Records
+--
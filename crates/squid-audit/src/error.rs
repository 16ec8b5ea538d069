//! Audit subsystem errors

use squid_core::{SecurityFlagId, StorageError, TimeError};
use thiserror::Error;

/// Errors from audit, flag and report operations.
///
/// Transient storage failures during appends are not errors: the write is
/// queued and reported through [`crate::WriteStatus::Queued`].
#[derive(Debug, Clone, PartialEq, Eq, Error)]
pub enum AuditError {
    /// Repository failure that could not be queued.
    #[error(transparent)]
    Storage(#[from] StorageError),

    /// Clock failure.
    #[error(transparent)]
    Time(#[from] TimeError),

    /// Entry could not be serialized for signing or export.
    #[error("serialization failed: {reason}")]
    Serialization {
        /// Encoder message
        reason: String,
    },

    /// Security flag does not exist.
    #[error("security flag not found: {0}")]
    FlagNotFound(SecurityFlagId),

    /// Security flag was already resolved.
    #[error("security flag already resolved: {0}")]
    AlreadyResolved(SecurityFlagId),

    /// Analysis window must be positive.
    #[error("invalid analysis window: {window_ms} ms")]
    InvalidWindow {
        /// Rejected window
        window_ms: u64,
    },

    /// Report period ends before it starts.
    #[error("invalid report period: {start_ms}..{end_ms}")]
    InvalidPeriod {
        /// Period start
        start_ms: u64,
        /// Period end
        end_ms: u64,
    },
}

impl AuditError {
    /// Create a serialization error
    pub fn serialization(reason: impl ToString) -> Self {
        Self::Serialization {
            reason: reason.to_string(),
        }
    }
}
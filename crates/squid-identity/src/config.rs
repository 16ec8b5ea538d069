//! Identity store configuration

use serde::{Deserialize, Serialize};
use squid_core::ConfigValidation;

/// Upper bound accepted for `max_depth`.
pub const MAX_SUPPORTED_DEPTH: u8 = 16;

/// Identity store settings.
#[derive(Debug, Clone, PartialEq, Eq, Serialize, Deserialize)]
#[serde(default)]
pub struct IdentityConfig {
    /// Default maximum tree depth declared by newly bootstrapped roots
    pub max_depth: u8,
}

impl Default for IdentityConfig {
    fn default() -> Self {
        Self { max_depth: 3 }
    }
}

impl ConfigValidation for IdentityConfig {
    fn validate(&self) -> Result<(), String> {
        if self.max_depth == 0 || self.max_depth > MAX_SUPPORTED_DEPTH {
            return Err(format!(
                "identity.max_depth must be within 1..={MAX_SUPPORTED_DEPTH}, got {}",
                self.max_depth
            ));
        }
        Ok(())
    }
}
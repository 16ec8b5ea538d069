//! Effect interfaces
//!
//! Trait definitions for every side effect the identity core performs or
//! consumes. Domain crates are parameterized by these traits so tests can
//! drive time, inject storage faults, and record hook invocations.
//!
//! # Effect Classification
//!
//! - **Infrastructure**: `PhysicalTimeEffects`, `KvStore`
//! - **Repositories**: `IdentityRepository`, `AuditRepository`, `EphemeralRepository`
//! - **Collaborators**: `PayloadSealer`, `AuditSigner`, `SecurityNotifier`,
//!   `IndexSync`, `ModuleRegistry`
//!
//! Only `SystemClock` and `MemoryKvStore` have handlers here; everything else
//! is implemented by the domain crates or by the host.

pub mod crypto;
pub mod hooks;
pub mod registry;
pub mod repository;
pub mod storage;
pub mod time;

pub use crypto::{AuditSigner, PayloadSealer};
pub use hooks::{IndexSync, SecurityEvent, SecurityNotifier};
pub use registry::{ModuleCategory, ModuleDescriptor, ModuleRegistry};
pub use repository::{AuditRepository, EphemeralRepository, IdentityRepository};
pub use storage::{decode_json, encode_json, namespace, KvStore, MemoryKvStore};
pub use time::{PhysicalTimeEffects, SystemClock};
+--
Description of the task
The response should consist of all the entries, reproduced word for word.

Problem solution
filename crates/squid-audit/src/error.rs
repository 16ec8b5ea538d069
//! Audit subsystem errors

use squid_core::{SecurityFlagId, StorageError, TimeError};
use thiserror::Error;

/// Errors from audit, flag and report operations.
///
/// Transient storage failures during appends are not errors: the write is
/// queued and reported through [`crate::WriteStatus::Queued`].
#[derive(Debug, Clone, PartialEq, Eq, Error)]
pub enum AuditError {
    /// Repository failure that could not be queued.
    #[error(transparent)]
    Storage(#[from] StorageError),

    /// Clock failure.
    #[error(transparent)]
    Time(#[from] TimeError),

    /// Entry could not be serialized for signing or export.
    #[error("serialization failed: {reason}")]
    Serialization {
        /// Encoder message
        reason: String,
    },

    /// Security flag does not exist.
    #[error("security flag not found: {0}")]
    FlagNotFound(SecurityFlagId),

    /// Security flag was already resolved.
    #[error("security flag already resolved: {0}")]
    AlreadyResolved(SecurityFlagId),

    /// Analysis window must be positive.
    #[error("invalid analysis window: {window_ms} ms")]
    InvalidWindow {
        /// Rejected window
        window_ms: u64,
    },

    /// Report period ends before it starts.
    #[error("invalid report period: {start_ms}..{end_ms}")]
    InvalidPeriod {
        /// Period start
        start_ms: u64,
        /// Period end
        end_ms: u64,
    },
}

impl AuditError {
    /// Create a serialization error
    pub fn serialization(reason: impl ToString) -> Self {
        Self::Serialization {
            reason: reason.to_string(),
        }
    }
}
filename crates/squid-identity/src/config.rs
repository 16ec8b5ea538d069
//! Identity store configuration

use serde::{Deserialize, Serialize};
use squid_core::ConfigValidation;

/// Upper bound accepted for `max_depth`.
pub const MAX_SUPPORTED_DEPTH: u8 = 16;

/// Identity store settings.
#[derive(Debug, Clone, PartialEq, Eq, Serialize, Deserialize)]
#[serde(default)]
pub struct IdentityConfig {
    /// Default maximum tree depth declared by newly bootstrapped roots
    pub max_depth: u8,
}

impl Default for IdentityConfig {
    fn default() -> Self {
        Self { max_depth: 3 }
    }
}

impl ConfigValidation for IdentityConfig {
    fn validate(&self) -> Result<(), String> {
        if self.max_depth == 0 || self.max_depth > MAX_SUPPORTED_DEPTH {
            return Err(format!(
                "identity.max_depth must be within 1..={MAX_SUPPORTED_DEPTH}, got {}",
                self.max_depth
            ));
        }
        Ok(())
    }
}
repository 16ec8b5ea538d069
//! Effect interfaces
//!
//! Trait definitions for every side effect the identity core performs or
//! consumes. Domain crates are parameterized by these traits so tests can
//! drive time, inject storage faults, and record hook invocations.
//!
//! # Effect Classification
//!
//! - **Infrastructure**: `PhysicalTimeEffects`, `KvStore`
//! - **Repositories**: `IdentityRepository`, `AuditRepository`, `EphemeralRepository`
//! - **Collaborators**: `PayloadSealer`, `AuditSigner`, `SecurityNotifier`,
//!   `IndexSync`, `ModuleRegistry`
//!
//! Only `SystemClock` and `MemoryKvStore` have handlers here; everything else
//! is implemented by the domain crates or by the host.

pub mod crypto;
pub mod hooks;
pub mod registry;
pub mod repository;
pub mod storage;
pub mod time;

pub use crypto::{AuditSigner, PayloadSealer};
pub use hooks::{IndexSync, SecurityEvent, SecurityNotifier};
pub use registry::{ModuleCategory, ModuleDescriptor, ModuleRegistry};
pub use repository::{AuditRepository, EphemeralRepository, IdentityRepository};
pub use storage::{decode_json, encode_json, namespace, KvStore, MemoryKvStore};
pub use time::{PhysicalTimeEffects, SystemClock};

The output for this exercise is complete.